Documentary 'The Lost Arcade' Is Too Scattershot To Be Meaningful [Review]

The quarter is the king of spare change in American currency, but it takes a whole court of kings to pay for our favorite commodities. Root through your couch cushions, and you might find enough coins to snag a candy bar from a vending machine. If you’re really lucky, you’ll dig up a fistful of mislaid mintage that covers the cost of coffee from your local cafe. Quarters have their legal, tender merits, but in 2016 they’re worth zip on their own. Back in the 1980s, though, you could walk into an arcade, those hallowed halls of glowing, pixelated entertainment where the faithful worshiped with joysticks, sling down a single quarter, and buy a day’s amusement with a sense of belonging and community at no extra charge. Bang for your buck, so to speak.
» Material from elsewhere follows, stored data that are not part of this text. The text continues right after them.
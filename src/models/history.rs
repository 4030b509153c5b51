use chrono::{DateTime, Utc};
use serde::{Deserialize, Serialize};
use sqlx::FromRow;
use uuid::Uuid;

/// Audit event types. One row per lifecycle transition; `Note` is for
/// manual annotations and never maps to a transition.
#[derive(Debug, Clone, Copy, PartialEq, Eq, Serialize, Deserialize, sqlx::Type)]
#[sqlx(type_name = "history_event", rename_all = "lowercase")]
#[serde(rename_all = "SCREAMING_SNAKE_CASE")]
pub enum HistoryEvent {
    Submitted,
    Approved,
    Rejected,
    Reimbursed,
    Note,
}

impl std::fmt::Display for HistoryEvent {
    fn fmt(&self, f: &mut std::fmt::Formatter<'_>) -> std::fmt::Result {
        let s = match self {
            Self::Submitted => "submitted",
            Self::Approved => "approved",
            Self::Rejected => "rejected",
            Self::Reimbursed => "reimbursed",
            Self::Note => "note",
        };
        f.write_str(s)
    }
}

#[derive(Debug, Clone, Serialize, FromRow)]
pub struct ReportHistory {
    pub id: i64,
    pub report_id: i64,
    pub event_type: HistoryEvent,
    pub event_date: DateTime<Utc>,
    pub details: Option<String>,
    pub performed_by: Option<Uuid>,
}

#[derive(Debug, Clone, Serialize, FromRow)]
pub struct ExpenseHistory {
    pub id: i64,
    pub expense_id: i64,
    pub event_type: HistoryEvent,
    pub event_date: DateTime<Utc>,
    pub details: Option<String>,
    pub performed_by: Option<Uuid>,
}
//! Notification dispatcher: writes in-app notification rows and sends
//! templated email through the `Mailer` seam. Lifecycle side effects go
//! through [`Dispatcher::dispatch`], which is fire-and-forget: its own
//! failures are logged and never surfaced to the triggering request.

use async_trait::async_trait;
use chrono::{DateTime, Utc};
use thiserror::Error;
use uuid::Uuid;

use crate::{
    database::Database,
    models::{Notification, NotificationKind, NotificationRow, RelatedEntity},
    services::lifecycle::TransitionEvent,
};

#[derive(Debug, Error)]
#[error("mail delivery failed: {0}")]
pub struct MailError(pub String);

/// Email delivery seam. The transport is an external collaborator; the
/// default implementation just logs what would have been sent.
#[async_trait]
pub trait Mailer: Send + Sync {
    async fn send(&self, to: &str, subject: &str, body: &str) -> Result<(), MailError>;
}

pub struct LogMailer;

#[async_trait]
impl Mailer for LogMailer {
    async fn send(&self, to: &str, subject: &str, _body: &str) -> Result<(), MailError> {
        log::info!("email to {}: {}", to, subject);
        Ok(())
    }
}

/// Create an in-app notification row. Direct callers (admin broadcast,
/// tooling) get persistence errors back; lifecycle side effects go through
/// `Dispatcher::dispatch` instead, which swallows them.
pub async fn create_notification(
    db: &Database,
    user_id: Uuid,
    kind: NotificationKind,
    title: &str,
    message: &str,
    related: Option<RelatedEntity>,
    expires_at: Option<DateTime<Utc>>,
) -> Result<Notification, sqlx::Error> {
    let row: NotificationRow = sqlx::query_as(
        "INSERT INTO notifications \
         (user_id, title, message, notification_type, related_entity_type, related_entity_id, expires_at) \
         VALUES ($1, $2, $3, $4, $5, $6, $7) RETURNING *",
    )
    .bind(user_id)
    .bind(title)
    .bind(message)
    .bind(kind)
    .bind(related.map(|r| r.type_column()))
    .bind(related.and_then(|r| r.id_column()))
    .bind(expires_at)
    .fetch_one(db)
    .await?;

    Ok(row.into())
}

/// Announce to every active user. Returns the recipient count.
pub async fn broadcast(
    db: &Database,
    title: &str,
    message: &str,
    expires_at: Option<DateTime<Utc>>,
) -> Result<u64, sqlx::Error> {
    let related = RelatedEntity::System;
    let result = sqlx::query(
        "INSERT INTO notifications \
         (user_id, title, message, notification_type, related_entity_type, related_entity_id, expires_at) \
         SELECT id, $1, $2, $3, $4, $5, $6 FROM users WHERE is_active = true",
    )
    .bind(title)
    .bind(message)
    .bind(NotificationKind::SystemAnnouncement)
    .bind(related.type_column())
    .bind(related.id_column())
    .bind(expires_at)
    .execute(db)
    .await?;

    Ok(result.rows_affected())
}

fn email_body(first_name: &str, message: &str) -> String {
    format!("Hi {},\n\n{}", first_name, message)
}

pub struct Dispatcher {
    db: Database,
    mailer: Box<dyn Mailer>,
}

impl Dispatcher {
    pub fn new(db: Database, mailer: Box<dyn Mailer>) -> Self {
        Self { db, mailer }
    }

    /// Phase two of a lifecycle transition: consume the domain event the
    /// transaction returned and fan out the in-app notification and email.
    /// Best-effort by contract; no retries.
    pub async fn dispatch(&self, event: &TransitionEvent) {
        let Some((kind, title, message)) = event.render() else {
            return;
        };
        let Some(recipient) = &event.recipient else {
            log::warn!(
                "report {}: no recipient configured for {} notification, skipping",
                event.report_id,
                event.event
            );
            return;
        };

        if let Err(err) = create_notification(
            &self.db,
            recipient.user_id,
            kind,
            &title,
            &message,
            Some(RelatedEntity::Report {
                id: event.report_id,
            }),
            None,
        )
        .await
        {
            log::warn!(
                "report {}: failed to create notification: {}",
                event.report_id,
                err
            );
        }

        if event.sends_email() {
            let body = email_body(&recipient.first_name, &message);
            if let Err(err) = self.mailer.send(&recipient.email, &title, &body).await {
                log::warn!(
                    "report {}: failed to email {}: {}",
                    event.report_id,
                    recipient.email,
                    err
                );
            }
        }
    }
}

#[cfg(test)]
mod tests {
    use super::*;

    #[test]
    fn email_body_greets_the_recipient_by_first_name() {
        let body = email_body("Avery", "Your report \"Q1 travel\" has been approved");
        assert!(body.starts_with("Hi Avery,\n\n"));
        assert!(body.ends_with("has been approved"));
    }

    #[sqlx::test(migrations = "./migrations")]
    async fn announcements_carry_a_system_reference(pool: sqlx::PgPool) {
        for n in 0..2 {
            sqlx::query(
                "INSERT INTO users (email, password_hash, first_name, last_name) \
                 VALUES ($1, 'not-a-hash', 'Avery', 'Nguyen')",
            )
            .bind(format!("user{}@example.com", n))
            .execute(&pool)
            .await
            .unwrap();
        }
        sqlx::query(
            "INSERT INTO users (email, password_hash, first_name, last_name, is_active) \
             VALUES ('gone@example.com', 'not-a-hash', 'Gone', 'User', false)",
        )
        .execute(&pool)
        .await
        .unwrap();

        let recipients = broadcast(&pool, "Maintenance", "Down Sunday 02:00-03:00 UTC", None)
            .await
            .unwrap();
        assert_eq!(recipients, 2);

        let rows: Vec<NotificationRow> = sqlx::query_as("SELECT * FROM notifications")
            .fetch_all(&pool)
            .await
            .unwrap();
        assert_eq!(rows.len(), 2);
        for row in rows {
            let notification = Notification::from(row);
            assert_eq!(
                notification.notification_type,
                NotificationKind::SystemAnnouncement
            );
            assert_eq!(notification.related, Some(RelatedEntity::System));
        }
    }
}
Kurt Vincent’sThe Lost Arcade” means to look back to those bygone days, and the public gaming culture they helped birth, through the lens of now. But the film doesn’t examine gaming history as much as it makes a loving homage to the arcade — literally the arcade, Chinatown Fair, one of New York City’s most revered video game palaces, and so by extension one of the world’s most revered video game palaces. Chinatown Fair opened in 1944 after its owner, Pakistani immigrant Sam Palmer, experienced a religious vision in a dream; it stayed open for sixty seven years, keeping itself afloat first as a penny arcade where visitors could come and gawp at dancing chickens (really), then as a hotspot for retro game junkies looking to play a few rounds of “Pac Man” or “Space Invaders,” and finally as a mecca for fighting game devotees and a proving ground for some of the best players in the field. If you could compete with the Chinatown Fair crowd, then you could compete anywhere.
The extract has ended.